A plaintiff was stopped on I-94 in Michigan when her vehicle was rear-ended by a vehicle driven by an FBI agent. The plaintiff asserted that the impact caused or exacerbated neck and back injuries and sued the federal government pursuant to the Federal Tort Claims Act. The defendant moved for summary judgment. The United States District Court for the Eastern District of Michigan granted in part and denied in part.
In this Michigan car accident case, the district court explained, the accident occurred on a Michigan highway, and therefore, Michigan law governed the court’s determination of liability and damages. Under Michigan’s No-Fault Act, “tort liability for non-economic loss arising out of the ownership, maintenance, or use of a qualifying motor vehicle is limited to a list of enumerated circumstances.”
The appeals court explained that the defendant discharged their initial summary-judgment burden of showing that the accident was not the proximate cause of the plaintiff’s spinal issues.
First, it was undisputed that the plaintiff experienced neck and back issues prior to the accident. Second, her post-accident care supported the defendant’s causation position. She did not seek medical attention immediately following the accident, but she did go to the emergency room with neck, thoracic spine, and lumbar spine pain on the following evening.

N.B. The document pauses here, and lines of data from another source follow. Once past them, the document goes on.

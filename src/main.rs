mod app;
mod color;
mod state;
mod ui;

use app::TabstatApp;
use eframe::egui;
use tabstat::config::AppConfig;

fn main() -> eframe::Result {
    env_logger::init();

    let config = match AppConfig::load() {
        Ok(config) => config,
        Err(e) => {
            log::error!("Ignoring config: {e:#}");
            AppConfig::default()
        }
    };

    let options = eframe::NativeOptions {
        viewport: egui::ViewportBuilder::default()
            .with_inner_size([1200.0, 800.0])
            .with_min_inner_size([600.0, 400.0]),
        ..Default::default()
    };

    eframe::run_native(
        "Tabstat – Tabular Statistics",
        options,
        Box::new(|_cc| Ok(Box::new(TabstatApp::new(config)))),
    )
}
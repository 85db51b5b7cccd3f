use std::collections::HashMap;
use std::fmt;
use std::path::Path;

use serde::ser::{SerializeMap, SerializeStruct};
use serde::{Serialize, Serializer};

use super::command::{normalize, parse, Command, Operation, Request};
use super::error::CommandError;
use super::loader::load_file;
use super::model::{format_float, CellValue, Column, Dataset};

// ---------------------------------------------------------------------------
// Result payloads
// ---------------------------------------------------------------------------

/// The value of one statistic.
#[derive(Debug, Clone, PartialEq, Serialize)]
#[serde(untagged)]
pub enum StatValue {
    Number(f64),
    /// Mode values rendered as strings (there may be ties).
    Values(Vec<String>),
}

impl fmt::Display for StatValue {
    fn fmt(&self, f: &mut fmt::Formatter<'_>) -> fmt::Result {
        match self {
            StatValue::Number(v) => f.write_str(&format_float(*v)),
            StatValue::Values(vs) => f.write_str(&vs.join(", ")),
        }
    }
}

/// Everything computed for one column.
#[derive(Debug, Clone, PartialEq)]
pub enum ColumnStats {
    Stats(Vec<(Operation, StatValue)>),
    /// Bulk mode only: this column failed, the others did not.
    Error(String),
}

impl ColumnStats {
    pub fn get(&self, op: Operation) -> Option<&StatValue> {
        match self {
            ColumnStats::Stats(entries) => entries.iter().find(|(o, _)| *o == op).map(|(_, v)| v),
            ColumnStats::Error(_) => None,
        }
    }
}

impl Serialize for ColumnStats {
    fn serialize<S: Serializer>(&self, serializer: S) -> Result<S::Ok, S::Error> {
        match self {
            ColumnStats::Stats(entries) => {
                let mut map = serializer.serialize_map(Some(entries.len()))?;
                for (op, value) in entries {
                    map.serialize_entry(op.name(), value)?;
                }
                map.end()
            }
            ColumnStats::Error(msg) => {
                let mut map = serializer.serialize_map(Some(1))?;
                map.serialize_entry("error", msg)?;
                map.end()
            }
        }
    }
}

/// Statistics keyed by source column, in dataset order.
#[derive(Debug, Clone, Default, PartialEq)]
pub struct AggregateResult {
    pub entries: Vec<(String, ColumnStats)>,
}

impl AggregateResult {
    pub fn get(&self, column: &str) -> Option<&ColumnStats> {
        self.entries.iter().find(|(c, _)| c == column).map(|(_, s)| s)
    }

    pub fn len(&self) -> usize {
        self.entries.len()
    }

    pub fn is_empty(&self) -> bool {
        self.entries.is_empty()
    }
}

impl Serialize for AggregateResult {
    fn serialize<S: Serializer>(&self, serializer: S) -> Result<S::Ok, S::Error> {
        let mut map = serializer.serialize_map(Some(self.entries.len()))?;
        for (column, stats) in &self.entries {
            map.serialize_entry(column, stats)?;
        }
        map.end()
    }
}

/// What the presentation layer receives for every request.
#[derive(Debug, Clone, PartialEq)]
pub enum Outcome {
    Success { result: AggregateResult, command: String },
    Failure { error: String },
}

impl Outcome {
    pub fn is_success(&self) -> bool {
        matches!(self, Outcome::Success { .. })
    }
}

impl Serialize for Outcome {
    fn serialize<S: Serializer>(&self, serializer: S) -> Result<S::Ok, S::Error> {
        match self {
            Outcome::Success { result, command } => {
                let mut s = serializer.serialize_struct("Outcome", 3)?;
                s.serialize_field("success", &true)?;
                s.serialize_field("result", result)?;
                s.serialize_field("command", command)?;
                s.end()
            }
            Outcome::Failure { error } => {
                let mut s = serializer.serialize_struct("Outcome", 2)?;
                s.serialize_field("success", &false)?;
                s.serialize_field("error", error)?;
                s.end()
            }
        }
    }
}

// ---------------------------------------------------------------------------
// Statistics over non-missing values
// ---------------------------------------------------------------------------

const NO_VALUES: &str = "column has no non-missing values";

pub fn mean(values: &[f64]) -> Option<f64> {
    if values.is_empty() {
        return None;
    }
    Some(values.iter().sum::<f64>() / values.len() as f64)
}

/// Quantile `q` in `[0, 1]` of already sorted values, interpolating linearly
/// between the two closest ranks.
pub fn quantile_sorted(sorted: &[f64], q: f64) -> Option<f64> {
    if sorted.is_empty() {
        return None;
    }
    let pos = q.clamp(0.0, 1.0) * (sorted.len() - 1) as f64;
    let lo = pos.floor() as usize;
    let hi = pos.ceil() as usize;
    let frac = pos - lo as f64;
    Some(sorted[lo] + (sorted[hi] - sorted[lo]) * frac)
}

pub fn sorted(values: &[f64]) -> Vec<f64> {
    let mut vals = values.to_vec();
    vals.sort_by(f64::total_cmp);
    vals
}

pub fn median(values: &[f64]) -> Option<f64> {
    quantile_sorted(&sorted(values), 0.5)
}

pub fn min(values: &[f64]) -> Option<f64> {
    values.iter().copied().reduce(f64::min)
}

pub fn max(values: &[f64]) -> Option<f64> {
    values.iter().copied().reduce(f64::max)
}

/// Sample standard deviation (denominator `N - 1`).
pub fn sample_std(values: &[f64]) -> Option<f64> {
    if values.len() < 2 {
        return None;
    }
    let m = mean(values)?;
    let ss: f64 = values.iter().map(|v| (v - m).powi(2)).sum();
    Some((ss / (values.len() - 1) as f64).sqrt())
}

/// All values sharing the highest frequency, sorted ascending.
/// Missing cells are ignored.
pub fn modes<'a>(values: impl IntoIterator<Item = &'a CellValue>) -> Vec<CellValue> {
    let mut counts: HashMap<&CellValue, usize> = HashMap::new();
    for v in values.into_iter().filter(|v| !v.is_missing()) {
        *counts.entry(v).or_default() += 1;
    }
    let Some(&top) = counts.values().max() else {
        return Vec::new();
    };
    let mut tied: Vec<CellValue> = counts
        .into_iter()
        .filter(|(_, n)| *n == top)
        .map(|(v, _)| v.clone())
        .collect();
    tied.sort();
    tied
}

/// Compute one statistic. The column must already be type-checked.
fn compute(op: Operation, column: &Column) -> Result<StatValue, String> {
    let stat = match op {
        Operation::Mode => {
            let rendered = modes(&column.values).iter().map(ToString::to_string).collect();
            return Ok(StatValue::Values(rendered));
        }
        Operation::Mean => mean(&column.numeric_values()),
        Operation::Median => median(&column.numeric_values()),
        Operation::Min => min(&column.numeric_values()),
        Operation::Max => max(&column.numeric_values()),
        Operation::Std => {
            let values = column.numeric_values();
            if values.len() == 1 {
                return Err("at least two non-missing values are required".to_string());
            }
            sample_std(&values)
        }
    };
    match stat {
        Some(v) if v.is_finite() => Ok(StatValue::Number(v)),
        Some(v) => Err(format!("result is not finite ({v})")),
        None => Err(NO_VALUES.to_string()),
    }
}

// ---------------------------------------------------------------------------
// Interpreter
// ---------------------------------------------------------------------------

/// Parse, validate and compute. Errors are typed; see [`interpret`] for the
/// user-facing boundary.
pub fn evaluate(dataset: &Dataset, raw: &str) -> Result<AggregateResult, CommandError> {
    match parse(raw)? {
        Request::Bulk => Ok(bulk(dataset)),
        Request::Single(command) => single(dataset, &command),
    }
}

fn single(dataset: &Dataset, command: &Command) -> Result<AggregateResult, CommandError> {
    let column = dataset
        .column(&command.column)
        .ok_or_else(|| CommandError::UnknownColumn {
            column: command.column.clone(),
            available: dataset.column_names(),
        })?;

    let op = command.operation()?;

    if op.requires_numeric() && !column.dtype.is_numeric() {
        return Err(CommandError::TypeMismatch {
            operation: op,
            column: column.name.clone(),
        });
    }

    let value = compute(op, column).map_err(|reason| CommandError::Computation {
        operation: op,
        column: column.name.clone(),
        reason,
    })?;

    Ok(AggregateResult {
        entries: vec![(column.name.clone(), ColumnStats::Stats(vec![(op, value)]))],
    })
}

/// Every numeric statistic for every numeric column. A failing column is
/// reported in place and does not affect the others.
fn bulk(dataset: &Dataset) -> AggregateResult {
    let entries = dataset
        .columns()
        .iter()
        .filter(|c| c.dtype.is_numeric())
        .map(|column| {
            let stats = Operation::NUMERIC
                .into_iter()
                .map(|op| {
                    compute(op, column)
                        .map(|v| (op, v))
                        .map_err(|reason| format!("{op} failed: {reason}"))
                })
                .collect::<Result<Vec<_>, String>>();
            let stats = match stats {
                Ok(entries) => ColumnStats::Stats(entries),
                Err(reason) => {
                    log::warn!("Bulk statistics failed for column '{}': {reason}", column.name);
                    ColumnStats::Error(format!(
                        "Couldn't analyze column '{}': {reason}",
                        column.name
                    ))
                }
            };
            (column.name.clone(), stats)
        })
        .collect();
    AggregateResult { entries }
}

/// Evaluate a raw command against a loaded dataset and shape the answer.
pub fn interpret(dataset: &Dataset, raw: &str) -> Outcome {
    let command = normalize(raw);
    match evaluate(dataset, raw) {
        Ok(result) => {
            log::debug!("Command '{command}' produced {} column result(s)", result.len());
            Outcome::Success { result, command }
        }
        Err(e) => {
            log::info!("Command '{command}' rejected: {e}");
            Outcome::Failure {
                error: e.to_string(),
            }
        }
    }
}

/// Load `path` fresh and interpret `raw` against it.
pub fn analyze_file(path: &Path, raw: &str) -> Outcome {
    match load_file(path) {
        Ok(dataset) => interpret(&dataset, raw),
        Err(e) => {
            log::error!("Failed to load {}: {e}", path.display());
            Outcome::Failure {
                error: format!("Analysis failed: {e}"),
            }
        }
    }
}
use std::path::PathBuf;

use thiserror::Error;

use super::command::Operation;

/// Failure to materialise a [`Dataset`](super::model::Dataset) from storage.
#[derive(Debug, Error)]
pub enum LoadError {
    #[error("File not found: {}", .0.display())]
    NotFound(PathBuf),

    #[error("Invalid file format: {0}")]
    InvalidFormat(String),

    #[error("Unsupported file extension: .{0}")]
    UnsupportedExtension(String),
}

/// Failure to turn a raw instruction into a statistic.
///
/// The `Display` text of every variant is the user-facing message.
#[derive(Debug, Clone, PartialEq, Error)]
pub enum CommandError {
    #[error("Invalid command format. Try: '<operation> of <column>' like 'mean of age'")]
    Malformed,

    #[error("Column '{column}' not found in the dataset. Available columns: {}", .available.join(", "))]
    UnknownColumn { column: String, available: Vec<String> },

    #[error("Unknown operation '{0}'. Try: mean, median, mode, min, max, or std")]
    UnknownOperation(String),

    #[error("Cannot calculate {operation} for '{column}' - it's not a numeric column")]
    TypeMismatch { operation: Operation, column: String },

    #[error("Couldn't calculate {operation} for '{column}': {reason}")]
    Computation {
        operation: Operation,
        column: String,
        reason: String,
    },
}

But she also refused pain medication at this time, and the ER doctor noted that while she had some neck tenderness, she had a normal range of motion in her back and musculoskeletal system. Third, the defendant’s experts concluded that the plaintiff’s spinal issues were not caused by the accident.
Since the defendant met their initial summary judgment burden as to causation, the burden then shifted to the plaintiff to establish a genuine issue of material fact as to proximate cause. She presented evidence that prior to the accident, she had no neck pain. And her back pain had been controlled via minimal use of painkillers. But after the accident, she had neck pain and increased back pain. A jury could find that the car accident caused the exacerbation of her back issues or caused her cervical spine issues. Accordingly, the defendant was not entitled to summary judgment on this ground.

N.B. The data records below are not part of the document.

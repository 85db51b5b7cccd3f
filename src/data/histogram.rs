/// Bin count used when the caller has no preference.
pub const DEFAULT_BINS: usize = 10;

/// Equal-width bins over the finite values of a numeric column.
#[derive(Debug, Clone, PartialEq)]
pub struct Histogram {
    /// `counts.len() + 1` bin edges, ascending.
    pub edges: Vec<f64>,
    pub counts: Vec<usize>,
}

impl Histogram {
    /// Bin `values`. Every bin is half-open except the last, which also
    /// holds the maximum. A constant series gets a single unit-wide bin.
    pub fn compute(values: &[f64], bins: usize) -> Option<Self> {
        let finite: Vec<f64> = values.iter().copied().filter(|v| v.is_finite()).collect();
        let lo = finite.iter().copied().reduce(f64::min)?;
        let hi = finite.iter().copied().reduce(f64::max)?;

        let (lo, hi, bins) = if (hi - lo).abs() < f64::EPSILON {
            (lo - 0.5, hi + 0.5, 1)
        } else {
            (lo, hi, bins.max(1))
        };
        let width = (hi - lo) / bins as f64;

        let mut counts = vec![0usize; bins];
        for v in finite {
            let idx = (((v - lo) / width) as usize).min(bins - 1);
            counts[idx] += 1;
        }
        let edges = (0..=bins).map(|i| lo + width * i as f64).collect();
        Some(Histogram { edges, counts })
    }

    /// `(bin centre, bin width, count)` per bin.
    pub fn bars(&self) -> Vec<(f64, f64, usize)> {
        self.edges
            .windows(2)
            .zip(&self.counts)
            .map(|(w, &n)| ((w[0] + w[1]) / 2.0, w[1] - w[0], n))
            .collect()
    }
}

#[cfg(test)]
mod tests {
    use super::*;

    #[test]
    fn maximum_lands_in_last_bin() {
        let h = Histogram::compute(&[0.0, 1.0, 2.0, 3.0, 4.0], 4).unwrap();
        assert_eq!(h.edges, vec![0.0, 1.0, 2.0, 3.0, 4.0]);
        assert_eq!(h.counts, vec![1, 1, 1, 2]);
    }

    #[test]
    fn constant_and_empty_series() {
        let h = Histogram::compute(&[7.0, 7.0], DEFAULT_BINS).unwrap();
        assert_eq!(h.counts, vec![2]);
        assert_eq!(h.bars(), vec![(7.0, 1.0, 2)]);
        assert!(Histogram::compute(&[f64::NAN], DEFAULT_BINS).is_none());
    }
}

The district court next found that the defendant was entitled to summary judgment on the plaintiff’s claim for wage loss damages. Pursuant to relevant law, she was required to show that she had wage loss damages “extend[ing] beyond the three-year limit in the no-fault statute,” in this case, beyond February 19, 2017. Since she did not provide such evidence, the district court held that the defendant was entitled to summary judgment on the claim for wage loss damages.
Finally, the defendant argued that the plaintiff’s surgical scars were not “permanent serious disfigurements” that would surpass the No-Fault Act’s threshold to recover noneconomic damages. The district court agreed that the plaintiff’s five-centimeter scar on her neck and scar of indeterminate length on her stomach were “not serious.” Accordingly, the court concluded that her scars were not permanent serious disfigurements as a matter of law.
For these reasons, the court granted in part and denied in part the defendant’s motion.
The car accident attorneys at the Neumann Law Group represent people throughout Michigan from offices in Traverse City and Grand Rapids. Call us at (231) 463-0122 or at (616) 717-5666 for a free consultation.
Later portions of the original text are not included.